**What this task involves**
Nothing but the lines below between the line holding "filename crates/wispmap-discovery/src/orchestrator.rs" and the line holding "one intake channel", inclusive, should appear in the answer, each set down exactly.

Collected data
= = = =
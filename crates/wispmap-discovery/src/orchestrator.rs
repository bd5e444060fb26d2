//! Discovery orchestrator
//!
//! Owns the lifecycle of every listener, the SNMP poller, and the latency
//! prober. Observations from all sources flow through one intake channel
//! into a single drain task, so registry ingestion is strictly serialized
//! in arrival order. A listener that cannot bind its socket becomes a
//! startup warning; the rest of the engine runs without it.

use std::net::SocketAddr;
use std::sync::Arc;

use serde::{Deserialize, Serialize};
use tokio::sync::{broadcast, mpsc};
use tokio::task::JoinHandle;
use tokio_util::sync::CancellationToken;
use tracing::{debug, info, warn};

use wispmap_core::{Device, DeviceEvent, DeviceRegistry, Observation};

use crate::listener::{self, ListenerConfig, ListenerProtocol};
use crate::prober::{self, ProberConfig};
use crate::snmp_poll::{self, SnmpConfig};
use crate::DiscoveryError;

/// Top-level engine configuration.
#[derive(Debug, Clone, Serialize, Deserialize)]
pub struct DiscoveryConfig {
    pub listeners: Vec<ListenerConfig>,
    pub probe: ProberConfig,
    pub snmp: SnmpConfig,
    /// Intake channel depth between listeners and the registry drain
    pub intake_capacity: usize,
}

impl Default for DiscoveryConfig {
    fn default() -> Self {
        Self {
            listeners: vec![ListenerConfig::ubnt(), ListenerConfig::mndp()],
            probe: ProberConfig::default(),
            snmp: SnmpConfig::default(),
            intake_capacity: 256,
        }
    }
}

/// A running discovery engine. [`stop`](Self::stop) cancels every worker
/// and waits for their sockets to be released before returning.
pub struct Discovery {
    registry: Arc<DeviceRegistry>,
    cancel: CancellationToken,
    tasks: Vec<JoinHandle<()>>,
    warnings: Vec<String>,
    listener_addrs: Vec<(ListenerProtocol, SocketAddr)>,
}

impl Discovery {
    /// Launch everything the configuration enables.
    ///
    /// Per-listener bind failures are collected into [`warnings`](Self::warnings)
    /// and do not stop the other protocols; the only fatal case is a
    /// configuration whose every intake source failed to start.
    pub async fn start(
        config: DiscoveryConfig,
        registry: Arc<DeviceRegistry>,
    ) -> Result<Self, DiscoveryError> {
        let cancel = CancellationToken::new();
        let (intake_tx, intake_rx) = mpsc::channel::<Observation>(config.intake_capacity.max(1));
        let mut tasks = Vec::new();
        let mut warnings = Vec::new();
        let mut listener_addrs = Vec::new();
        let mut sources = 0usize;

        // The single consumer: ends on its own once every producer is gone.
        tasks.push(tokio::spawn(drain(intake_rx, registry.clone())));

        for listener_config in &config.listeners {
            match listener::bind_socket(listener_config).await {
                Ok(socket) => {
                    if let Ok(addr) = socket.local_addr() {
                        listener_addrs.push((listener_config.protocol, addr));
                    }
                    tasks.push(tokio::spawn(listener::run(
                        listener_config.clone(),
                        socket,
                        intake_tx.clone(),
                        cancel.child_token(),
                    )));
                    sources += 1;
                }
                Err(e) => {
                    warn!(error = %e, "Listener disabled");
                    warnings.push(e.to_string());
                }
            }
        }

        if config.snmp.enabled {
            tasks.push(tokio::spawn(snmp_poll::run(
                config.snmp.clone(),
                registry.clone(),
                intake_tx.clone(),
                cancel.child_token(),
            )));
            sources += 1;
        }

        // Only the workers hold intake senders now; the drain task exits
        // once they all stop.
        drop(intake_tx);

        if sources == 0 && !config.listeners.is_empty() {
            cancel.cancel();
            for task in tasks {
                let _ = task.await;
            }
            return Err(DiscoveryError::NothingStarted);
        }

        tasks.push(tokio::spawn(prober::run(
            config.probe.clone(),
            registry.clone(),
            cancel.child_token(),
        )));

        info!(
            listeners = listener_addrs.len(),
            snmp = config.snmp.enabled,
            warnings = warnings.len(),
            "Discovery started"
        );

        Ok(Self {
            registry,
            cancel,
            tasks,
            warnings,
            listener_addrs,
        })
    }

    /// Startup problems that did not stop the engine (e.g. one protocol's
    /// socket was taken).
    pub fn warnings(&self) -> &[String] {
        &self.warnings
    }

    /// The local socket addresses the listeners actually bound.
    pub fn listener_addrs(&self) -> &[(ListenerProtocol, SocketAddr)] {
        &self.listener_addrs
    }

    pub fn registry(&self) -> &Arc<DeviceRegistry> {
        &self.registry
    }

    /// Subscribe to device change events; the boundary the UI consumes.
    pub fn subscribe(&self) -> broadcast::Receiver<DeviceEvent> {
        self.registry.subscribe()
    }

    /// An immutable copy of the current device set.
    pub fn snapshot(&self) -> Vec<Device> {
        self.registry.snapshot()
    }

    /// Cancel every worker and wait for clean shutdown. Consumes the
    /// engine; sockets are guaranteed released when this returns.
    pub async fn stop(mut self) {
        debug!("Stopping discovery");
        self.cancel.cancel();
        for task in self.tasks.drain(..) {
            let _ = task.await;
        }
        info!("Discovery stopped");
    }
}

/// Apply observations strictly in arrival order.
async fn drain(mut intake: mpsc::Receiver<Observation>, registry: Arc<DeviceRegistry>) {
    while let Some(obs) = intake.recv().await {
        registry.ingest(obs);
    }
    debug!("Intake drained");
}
= = = =
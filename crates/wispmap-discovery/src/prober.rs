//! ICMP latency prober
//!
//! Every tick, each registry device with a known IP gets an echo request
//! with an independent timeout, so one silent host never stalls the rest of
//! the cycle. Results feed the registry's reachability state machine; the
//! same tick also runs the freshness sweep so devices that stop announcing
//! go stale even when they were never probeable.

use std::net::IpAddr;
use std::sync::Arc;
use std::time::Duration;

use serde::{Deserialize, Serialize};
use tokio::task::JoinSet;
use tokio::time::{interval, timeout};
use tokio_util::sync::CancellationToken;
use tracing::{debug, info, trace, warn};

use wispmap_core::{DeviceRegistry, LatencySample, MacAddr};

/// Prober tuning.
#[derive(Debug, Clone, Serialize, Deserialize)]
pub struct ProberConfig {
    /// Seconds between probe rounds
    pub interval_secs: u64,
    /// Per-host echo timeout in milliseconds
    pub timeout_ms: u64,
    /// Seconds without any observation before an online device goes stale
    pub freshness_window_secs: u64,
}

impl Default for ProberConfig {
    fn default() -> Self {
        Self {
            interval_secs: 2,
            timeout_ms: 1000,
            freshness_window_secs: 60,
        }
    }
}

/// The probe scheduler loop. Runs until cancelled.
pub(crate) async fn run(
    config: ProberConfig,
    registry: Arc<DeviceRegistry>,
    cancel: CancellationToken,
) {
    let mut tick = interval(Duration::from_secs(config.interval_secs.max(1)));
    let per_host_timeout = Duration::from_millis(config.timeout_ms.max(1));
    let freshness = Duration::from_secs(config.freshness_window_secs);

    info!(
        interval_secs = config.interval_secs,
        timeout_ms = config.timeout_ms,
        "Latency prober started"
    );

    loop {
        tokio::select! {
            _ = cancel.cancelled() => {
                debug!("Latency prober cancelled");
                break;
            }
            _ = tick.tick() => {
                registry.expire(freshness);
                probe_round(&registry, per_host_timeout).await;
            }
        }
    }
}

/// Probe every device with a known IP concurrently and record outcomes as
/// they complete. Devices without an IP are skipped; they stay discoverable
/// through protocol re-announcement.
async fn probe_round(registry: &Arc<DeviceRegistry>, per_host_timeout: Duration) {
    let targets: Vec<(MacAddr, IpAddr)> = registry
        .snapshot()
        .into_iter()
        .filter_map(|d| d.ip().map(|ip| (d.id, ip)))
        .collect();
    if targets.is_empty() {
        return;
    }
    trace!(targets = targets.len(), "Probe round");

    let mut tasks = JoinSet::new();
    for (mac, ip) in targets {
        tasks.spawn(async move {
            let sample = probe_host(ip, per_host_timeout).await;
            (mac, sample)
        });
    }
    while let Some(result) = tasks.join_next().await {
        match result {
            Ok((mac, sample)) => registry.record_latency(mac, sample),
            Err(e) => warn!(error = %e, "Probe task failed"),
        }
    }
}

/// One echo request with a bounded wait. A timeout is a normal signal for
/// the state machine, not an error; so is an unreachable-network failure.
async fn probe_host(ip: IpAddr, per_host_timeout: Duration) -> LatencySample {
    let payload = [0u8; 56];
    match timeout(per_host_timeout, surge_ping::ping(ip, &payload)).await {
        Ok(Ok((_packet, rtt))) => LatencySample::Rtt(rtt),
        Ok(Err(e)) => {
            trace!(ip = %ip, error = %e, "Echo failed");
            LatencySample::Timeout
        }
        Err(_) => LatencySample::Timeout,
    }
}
= = = =
**Result for this task**
filename crates/wispmap-discovery/src/orchestrator.rs
repository bd5e444060fb26d2
//! Discovery orchestrator
//!
//! Owns the lifecycle of every listener, the SNMP poller, and the latency
//! prober. Observations from all sources flow through one intake channel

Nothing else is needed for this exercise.